All'inizio Van der Nat lavorava come illustratore e lithografo, ma intorno al 1900 si dedicò completamente alla pittura. Il suo stile si sviluppò dall'influenza della Scuola di L'Aia a una modalità di lavoro più espressiva e colorata, ispirata anche a Van Gogh e Millet. Acquisì notorietà per i suoi dipinti di pecore e capre, spesso realizzati durante i suoi soggiorni in Drenthe, ma dipinse anche nature morte, paesaggi e scene spagnole.
Van der Nat fu cofondatore dell'associazione artistica Leidse De Kunst om De Kunst e viene considerato tra i membri chiave dei cosiddetti Impressionisti di Leiden — un gruppo di pittori che si distingueva per la pennellata sciolta e l'uso vivace del colore. Essi dipingevano dentro e intorno alla città di Leiden. La corrente è affine alla Scuola di L'Aia. Esiste una biografia scritta da Willem L. Baars. (non fornita con l'acquisto dell'opera). Le sue opere sono presenti nelle collezioni di diversi musei, come lo Stedelijk Museum De Lakenhal a Leiden e il Kröller-Müller Museum a Otterloo.
La visione è naturalmente possibile visitarlo.
Il venditore si racconta
Questo disegno mostra una piccola barca alloggiata in un deposito di fieno. Con carboncino nero l'artista imprime forza alla scena sulla carta. Attraverso un sapiente gioco di luci e ombre riesce a creare profondità e atmosfera: l'interno del deposito è stato reso buio, mentre l'ambiente esterno è sviluppato in tono leggermente più chiaro. Da ciò nasce un bel contrasto e la composizione assume un carattere spaziale e quasi tangibile.
Dimensioni: 18 cm x 37 cm
Dimensioni con cornice: 40 cm x 57 cm
L'opera è firmata in basso a destra
L'opera è incorniciata
Willem Hendrik van der Nat (Leiden, 1864–1929) era un artista poliedrico: pittore, disegnatore, acquarellista, scultore, incisore, illustratore e litografo.

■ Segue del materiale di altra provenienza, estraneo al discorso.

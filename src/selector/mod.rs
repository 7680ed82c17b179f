use async_trait::async_trait;
use std::time::{Duration, Instant};
use tracing::{debug, info, warn};

use crate::browser::{PageDriver, PageLease, PagePool};
use crate::models::{Location, SessionContext, StrategyKind};
use crate::utils::error::{SelectionError, StrategyError};

pub mod strategies;

pub use strategies::{build_chain, DirectLink, LocationForm, WidgetScript};

/// How slot data can be read from a page once a strategy has reached it.
#[derive(Debug, Clone, PartialEq, Eq)]
pub enum SlotView {
    /// Server-rendered calendar; each slot element carries date/time attributes.
    RenderedCalendar {
        container: String,
        slot_selector: String,
        date_attribute: String,
        time_attribute: String,
    },
    /// Client-side widget; the script returns a JSON array of `{date, time}` entries.
    ScriptData { script: String },
}

/// One way of getting from a fresh page to a location's availability view.
#[async_trait]
pub trait SelectionStrategy: Send + Sync {
    fn kind(&self) -> StrategyKind;

    async fn attempt(
        &self,
        session: &SessionContext,
        location: &Location,
        page: &dyn PageDriver,
    ) -> Result<SlotView, StrategyError>;
}

/// A page positioned on a location's availability view. Dropping it releases the page.
#[derive(Debug)]
pub struct SelectionHandle {
    pub location: Location,
    pub strategy: StrategyKind,
    pub page: PageLease,
    pub view: SlotView,
}

#[derive(Debug)]
pub struct SelectionOutcome {
    pub success: bool,
    pub strategy_used: Option<StrategyKind>,
    pub handle: Option<SelectionHandle>,
    pub error: Option<SelectionError>,
}

impl SelectionOutcome {
    fn selected(handle: SelectionHandle) -> Self {
        Self {
            success: true,
            strategy_used: Some(handle.strategy),
            handle: Some(handle),
            error: None,
        }
    }

    fn exhausted(error: SelectionError) -> Self {
        Self {
            success: false,
            strategy_used: None,
            handle: None,
            error: Some(error),
        }
    }

    pub fn into_result(self) -> Result<SelectionHandle, SelectionError> {
        match (self.handle, self.error) {
            (Some(handle), _) => Ok(handle),
            (None, Some(error)) => Err(error),
            (None, None) => Err(SelectionError {
                attempts: Vec::new(),
            }),
        }
    }
}

/// Tries each strategy in order, each once, on its own page and under its own timeout.
pub struct LocationSelector {
    strategies: Vec<Box<dyn SelectionStrategy>>,
    pages: PagePool,
    attempt_timeout: Duration,
}

impl LocationSelector {
    pub fn new(
        strategies: Vec<Box<dyn SelectionStrategy>>,
        pages: PagePool,
        attempt_timeout: Duration,
    ) -> Self {
        Self {
            strategies,
            pages,
            attempt_timeout,
        }
    }

    pub fn pages(&self) -> &PagePool {
        &self.pages
    }

    pub async fn select(&self, session: &SessionContext, location: &Location) -> SelectionOutcome {
        let mut attempts = Vec::with_capacity(self.strategies.len());

        for strategy in &self.strategies {
            let kind = strategy.kind();
            let started = Instant::now();
            debug!(location_id = location.id, strategy = %kind, "Trying selection strategy");

            let attempt = async {
                let page = self.pages.lease().await?;
                let view = strategy.attempt(session, location, &*page).await?;
                Ok::<_, StrategyError>((page, view))
            };

            let error = match tokio::time::timeout(self.attempt_timeout, attempt).await {
                Ok(Ok((page, view))) => {
                    info!(
                        location_id = location.id,
                        strategy = %kind,
                        "Reached availability view in {}ms",
                        started.elapsed().as_millis()
                    );
                    return SelectionOutcome::selected(SelectionHandle {
                        location: location.clone(),
                        strategy: kind,
                        page,
                        view,
                    });
                }
                Ok(Err(e)) => e,
                Err(_) => StrategyError::Timeout {
                    after_ms: self.attempt_timeout.as_millis() as u64,
                },
            };

            warn!(location_id = location.id, strategy = %kind, "Selection strategy failed: {}", error);
            attempts.push((kind, error));
        }

        SelectionOutcome::exhausted(SelectionError { attempts })
    }
}
impl PreferencesConfig {
    pub fn to_preferences(&self) -> Result<TimePreferences, ConfigError> {
        let date = |field: &str, value: &Option<String>| {
            value
                .as_deref()
                .map(|v| {
                    parse_slot_date(v).ok_or_else(|| {
                        ConfigError::Message(format!("Invalid date in monitor.preferences.{}: {}", field, v))
                    })
                })
                .transpose()
        };
        let time = |field: &str, value: &Option<String>| {
            value
                .as_deref()
                .map(|v| {
                    parse_slot_time(v).ok_or_else(|| {
                        ConfigError::Message(format!("Invalid time in monitor.preferences.{}: {}", field, v))
                    })
                })
                .transpose()
        };

        Ok(TimePreferences {
            date_range_start: date("date_range_start", &self.date_range_start)?,
            date_range_end: date("date_range_end", &self.date_range_end)?,
            time_window_start: time("time_window_start", &self.time_window_start)?,
            time_window_end: time("time_window_end", &self.time_window_end)?,
        })
    }
}

#[derive(Debug, Clone, Serialize, Deserialize)]
#[serde(default)]
pub struct MonitorConfig {
    pub poll_interval_seconds: u64,
    /// Sessions older than this are re-extracted before the next scan.
    pub session_max_age_seconds: u64,
    pub extraction_timeout_seconds: u64,
    /// Number of past ticks kept for display.
    pub history_len: usize,
    pub locations: Vec<Location>,
    pub preferences: PreferencesConfig,
    pub channels: Vec<Channel>,
}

Ricevette i suoi primi insegnamenti di disegno in tenera età e in seguito frequentò studi a L'Aia e a Leiden, dove diventò amico dell'artista Floris Verster e del critico d'arte H.P. Bremmer.

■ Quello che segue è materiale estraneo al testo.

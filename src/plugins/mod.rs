pub mod dispatcher;
pub mod notifiers;
pub mod traits;

pub use dispatcher::{ChannelOutcome, DispatchReport, NotificationDispatcher, RecipientConfig, RetryPolicy};
pub use traits::{DeliveryReceipt, NotificationProvider};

All'inizio Van der Nat lavorava come illustratore e lithografo, ma intorno al 1900 si dedicò completamente alla pittura. Il suo stile si sviluppò dall'influenza della Scuola di L'Aia a una modalità di lavoro più espressiva e colorata, ispirata anche a Van Gogh e Millet. Acquisì notorietà per i suoi dipinti di pecore e capre, spesso realizzati durante i suoi soggiorni in Drenthe, ma dipinse anche nature morte, paesaggi e scene spagnole.
Van der Nat fu cofondatore dell'associazione artistica Leidse De Kunst om De Kunst e viene considerato tra i membri chiave dei cosiddetti Impressionisti di Leiden — un gruppo di pittori che si distingueva per la pennellata sciolta e l'uso vivace del colore. Essi dipingevano dentro e intorno alla città di Leiden. La corrente è affine alla Scuola di L'Aia. Esiste una biografia scritta da Willem L. Baars. (non fornita con l'acquisto dell'opera). Le sue opere sono presenti nelle collezioni di diversi musei, come lo Stedelijk Museum De Lakenhal a Leiden e il Kröller-Müller Museum a Otterloo.
La visione è naturalmente possibile visitarlo.